Computer scientist Melanie Mitchell, creator of SFI’s online education platform, was named co-chair of SFI’s Science Board at its 2019 spring meeting.

The principal role of the Science Board is to advise the President and the Board of Trustees on matters of scientific strategy for the institute. Mitchell joins co-chair Daniel Schrag (Harvard University), who has co-chaired the board since 2016 with outgoing co-chair Mercedes Pascual (University of Chicago), an External Professor.

“We are delighted to have Melanie play this important advisory role for SFI — especially given her multifaceted involvement since the early days of the Institute,” says VP for Science Jennifer Dunne. “With her long view of SFI science activities and education programs, and her deep expertise in artificial intelligence, she is a valuable addition to the Science Board.”

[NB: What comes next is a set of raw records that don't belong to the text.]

// SPDX-FileCopyrightText: 2025 Contributors to the pinflow project.
// SPDX-License-Identifier: Apache-2.0

//! Float PCM to Vorbis encoder filter.
//!
//! An [`AudioEncoder`] collects interleaved float PCM into chunks of
//! `rate / 8` frames, splits each chunk into codec-ordered planes and hands
//! it to an [`AudioEncoderCodec`]. Packets are queued through an
//! [`EncodedFrameQueue`]; the codec's stream headers travel as codec private
//! data on the output format.

use pinflow::{
    AudioFormat, Error, FilterImpl, FormatDescriptor, FormatList, Outputs, PCM_CHUNK_DIVISOR,
    PendingQueue, PinId, PinTemplate, PoolProperties, Result, Sample, StreamContext, Subtype,
    channel_map::{deinterleave, read_f32_le},
    codec::{AudioEncoderCodec, CodecPacket, PlanarAudio},
    frame_queue::EncodedFrameQueue,
};
use serde::{Deserialize, Serialize};
use tracing::{debug, info, trace};

/// Smallest output buffer, whatever the chunk size.
pub const MIN_PACKET_BUFFER: usize = 4096;

/// Rate control settings. Every field is optional; unset fields keep the
/// codec default.
///
/// # Examples
///
/// ```
/// use pinflow_filters::AudioEncoderConfig;
///
/// let config: AudioEncoderConfig = serde_json::from_str(r#"{ "quality": 0.4 }"#).unwrap();
/// assert_eq!(config.quality, Some(0.4));
/// assert!(config.validate().is_ok());
/// ```
#[derive(Serialize, Deserialize, Clone, Debug, Default, PartialEq)]
#[serde(default)]
pub struct AudioEncoderConfig {
    /// Variable bitrate quality, -0.1 (lowest) to 1.0 (highest).
    pub quality: Option<f32>,
    /// Bitrates in bits per second.
    pub min_bitrate: Option<u32>,
    pub nominal_bitrate: Option<u32>,
    pub max_bitrate: Option<u32>,
}

impl AudioEncoderConfig {
    /// # Errors
    ///
    /// Returns [`Error::InvalidArg`] for a quality outside -0.1..=1.0 or
    /// bitrates that are not ordered min <= nominal <= max.
    pub fn validate(&self) -> Result<()> {
        if let Some(quality) = self.quality {
            if !(-0.1..=1.0).contains(&quality) {
                return Err(Error::InvalidArg(format!(
                    "quality {quality} outside -0.1..=1.0"
                )));
            }
        }
        let ordered = [self.min_bitrate, self.nominal_bitrate, self.max_bitrate]
            .into_iter()
            .flatten()
            .collect::<Vec<_>>();
        if ordered.windows(2).any(|pair| pair[0] > pair[1]) {
            return Err(Error::InvalidArg(format!(
                "bitrates must satisfy min <= nominal <= max: {:?}",
                (self.min_bitrate, self.nominal_bitrate, self.max_bitrate)
            )));
        }
        Ok(())
    }

    /// Parses a JSON settings document and validates it.
    pub fn from_json(json: &str) -> Result<Self> {
        let config: Self = serde_json::from_str(json)?;
        config.validate()?;
        Ok(config)
    }
}

fn chunk_frames(rate: u32) -> usize {
    (rate as usize / PCM_CHUNK_DIVISOR).max(1)
}

/// Interleaved float PCM to Vorbis encoder.
pub struct AudioEncoder {
    codec: Box<dyn AudioEncoderCodec>,
    config: AudioEncoderConfig,
    frames: EncodedFrameQueue,
    input: Option<AudioFormat>,
    /// Interleaved samples waiting for a whole chunk, wire order
    pending: Vec<f32>,
    first_time: Option<i64>,
    /// Frames handed to the codec since `first_time`
    consumed: u64,
}

impl AudioEncoder {
    pub const INPUT: PinId = PinId(0);
    pub const OUTPUT: PinId = PinId(1);

    pub fn new(codec: impl AudioEncoderCodec + 'static) -> Self {
        Self {
            codec: Box::new(codec),
            config: AudioEncoderConfig::default(),
            frames: EncodedFrameQueue::default(),
            input: None,
            pending: Vec::new(),
            first_time: None,
            consumed: 0,
        }
    }

    /// # Errors
    ///
    /// Returns [`Error::InvalidArg`] if `config` does not validate.
    pub fn with_config(mut self, config: AudioEncoderConfig) -> Result<Self> {
        config.validate()?;
        self.config = config;
        Ok(self)
    }

    pub fn config(&self) -> &AudioEncoderConfig {
        &self.config
    }

    fn reset_timeline(&mut self) {
        self.pending.clear();
        self.first_time = None;
        self.consumed = 0;
    }

    /// Encodes whole chunks of pending PCM, or everything when `drain` is set.
    fn encode_pending(&mut self, outputs: &mut Outputs<'_>, drain: bool) -> Result<()> {
        let format = self.input.clone().ok_or(Error::NotConnected)?;
        let channels = format.channels as usize;
        let chunk = chunk_frames(format.sample_rate) * channels;
        let mut packets = Vec::new();
        while self.pending.len() >= chunk || (drain && !self.pending.is_empty()) {
            let take = chunk.min(self.pending.len());
            let pcm = PlanarAudio {
                channels: deinterleave(&self.pending[..take], channels)?,
            };
            self.pending.drain(..take);
            let pts = self.first_time.unwrap_or(0) + format.frames_to_ticks(self.consumed);
            self.consumed += (take / channels) as u64;
            packets.extend(self.codec.encode(&pcm, pts)?);
        }
        self.package(packets, outputs)
    }

    fn package(&mut self, packets: Vec<CodecPacket>, outputs: &mut Outputs<'_>) -> Result<()> {
        if packets.is_empty() {
            return Ok(());
        }
        trace!("Packaging {} packets", packets.len());
        if outputs.is_connected(Self::OUTPUT) {
            self.frames
                .package_packets(packets, outputs.queue(Self::OUTPUT)?)?;
        } else {
            self.frames.package_packets(packets, &mut PendingQueue::new())?;
        }
        Ok(())
    }
}

impl FilterImpl for AudioEncoder {
    fn type_name(&self) -> &'static str {
        "audio-encoder"
    }

    fn pin_templates(&self) -> Vec<PinTemplate> {
        vec![PinTemplate::input("in"), PinTemplate::output("out")]
    }

    fn preferred_formats(&self, pin: PinId, upstream: Option<&FormatDescriptor>) -> FormatList {
        let Some(pcm) = upstream.and_then(FormatDescriptor::audio_details) else {
            return FormatList::new();
        };
        if pin != Self::OUTPUT {
            return FormatList::new();
        }
        let mut vorbis =
            FormatDescriptor::audio(Subtype::Vorbis, AudioFormat::float(pcm.channels, pcm.sample_rate));
        if let Some(headers) = self.codec.headers() {
            vorbis = vorbis.with_codec_private(headers);
        }
        vec![vorbis].into()
    }

    fn query_accept(
        &self,
        pin: PinId,
        format: &FormatDescriptor,
        upstream: Option<&FormatDescriptor>,
    ) -> Result<()> {
        if pin == Self::INPUT {
            return match format.audio_details() {
                Some(pcm)
                    if format.subtype == Subtype::PcmFloat
                        && pcm.bits_per_sample == 32
                        && pcm.channels > 0
                        && pcm.sample_rate > 0 =>
                {
                    Ok(())
                }
                _ => Err(Error::NoAcceptableFormat),
            };
        }
        match (
            format.audio_details(),
            upstream.and_then(FormatDescriptor::audio_details),
        ) {
            (Some(out), Some(pcm))
                if format.subtype == Subtype::Vorbis
                    && out.channels == pcm.channels
                    && out.sample_rate == pcm.sample_rate =>
            {
                Ok(())
            }
            _ => Err(Error::NoAcceptableFormat),
        }
    }

    fn pool_requirements(&self, _pin: PinId, format: &FormatDescriptor) -> PoolProperties {
        let chunk = format.audio_details().map_or(0, |audio| {
            chunk_frames(audio.sample_rate) * audio.channels as usize * 4
        });
        PoolProperties {
            buffer_count: 2,
            buffer_size: chunk.max(MIN_PACKET_BUFFER),
            alignment: 1,
            prefix: 0,
        }
    }

    fn start(&mut self, context: &StreamContext) -> Result<()> {
        self.config.validate()?;
        let input = context
            .format(Self::INPUT)
            .and_then(FormatDescriptor::audio_details)
            .cloned()
            .ok_or(Error::NotConnected)?;
        let frame_size = context.pool(Self::OUTPUT).map_or(0, |pool| pool.buffer_size);
        self.codec.restart()?;
        self.frames.reset(frame_size);
        info!(
            "Encoding {} channels at {} Hz ({:?})",
            input.channels, input.sample_rate, self.config
        );
        self.input = Some(input);
        self.reset_timeline();
        Ok(())
    }

    fn stop(&mut self) {
        self.input = None;
        self.pending.clear();
    }

    fn receive(&mut self, _pin: PinId, sample: Sample, outputs: &mut Outputs<'_>) -> Result<()> {
        let block_align = self
            .input
            .as_ref()
            .map(AudioFormat::block_align)
            .ok_or(Error::NotConnected)?;
        if sample.actual_len() % block_align != 0 {
            return Err(Error::InvalidArg(format!(
                "{} bytes is not a whole number of {}-byte frames",
                sample.actual_len(),
                block_align
            )));
        }
        if self.first_time.is_none() {
            self.first_time = Some(sample.time().map_or(0, |t| t.start));
        }
        if sample.flags().discontinuity {
            self.frames.request_discontinuity();
        }
        self.pending.extend(read_f32_le(sample.payload())?);
        self.encode_pending(outputs, false)
    }

    fn end_of_stream(&mut self, _pin: PinId, outputs: &mut Outputs<'_>) -> Result<()> {
        self.encode_pending(outputs, true)?;
        let tail = self.codec.finish()?;
        debug!("Codec finished with {} packets", tail.len());
        self.package(tail, outputs)
    }

    fn flush(&mut self) -> Result<()> {
        self.codec.restart()?;
        self.frames.request_discontinuity();
        self.reset_timeline();
        Ok(())
    }
}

Since 1992, Mitchell has served SFI as a faculty member, advisor, and interim Vice President for Education. In addition to being a Science Board co-chair, she is also currently an SFI External Professor, and is based at Portland State University, where she researches artificial intelligence, machine learning and evolutionary computation on, cognitive science, and complex systems.

Mitchell earned her Ph.D. in computer science from the University of Michigan in 1990, then in 1992, she “jumped at the chance” to work at SFI on the new Adaptive Computation Program. She became the director of the program, which over the course of six years made significant contributions to the rapidly developing field.

She also originated the Santa Fe Institute’s Complexity Explorer platform, which offers online courses and other educational resources in the field of complex systems. Her wildly popular “Introduction to Complexity” has introduced more than 38,000 students from around the world to complexity science, and is Complexity Explorer’s flagship course.

Mitchell is the author of over 80 scholarly papers in the fields of artificial intelligence, cognitive science, and complex systems, and is the author or editor of six books including Complexity: A Guided Tour (Oxford, 2009), which won the 2010 Phi Beta Kappa Science Book Award. Her newest book is Artificial Intelligence: A Guide for Thinking Humans, which will be published by Farrar, Straus and Giroux in October 2019.

During her tenure as Science Board co-chair, Mitchell will also return to SFI for an extended residency, from Jan. to Dec. in 2020.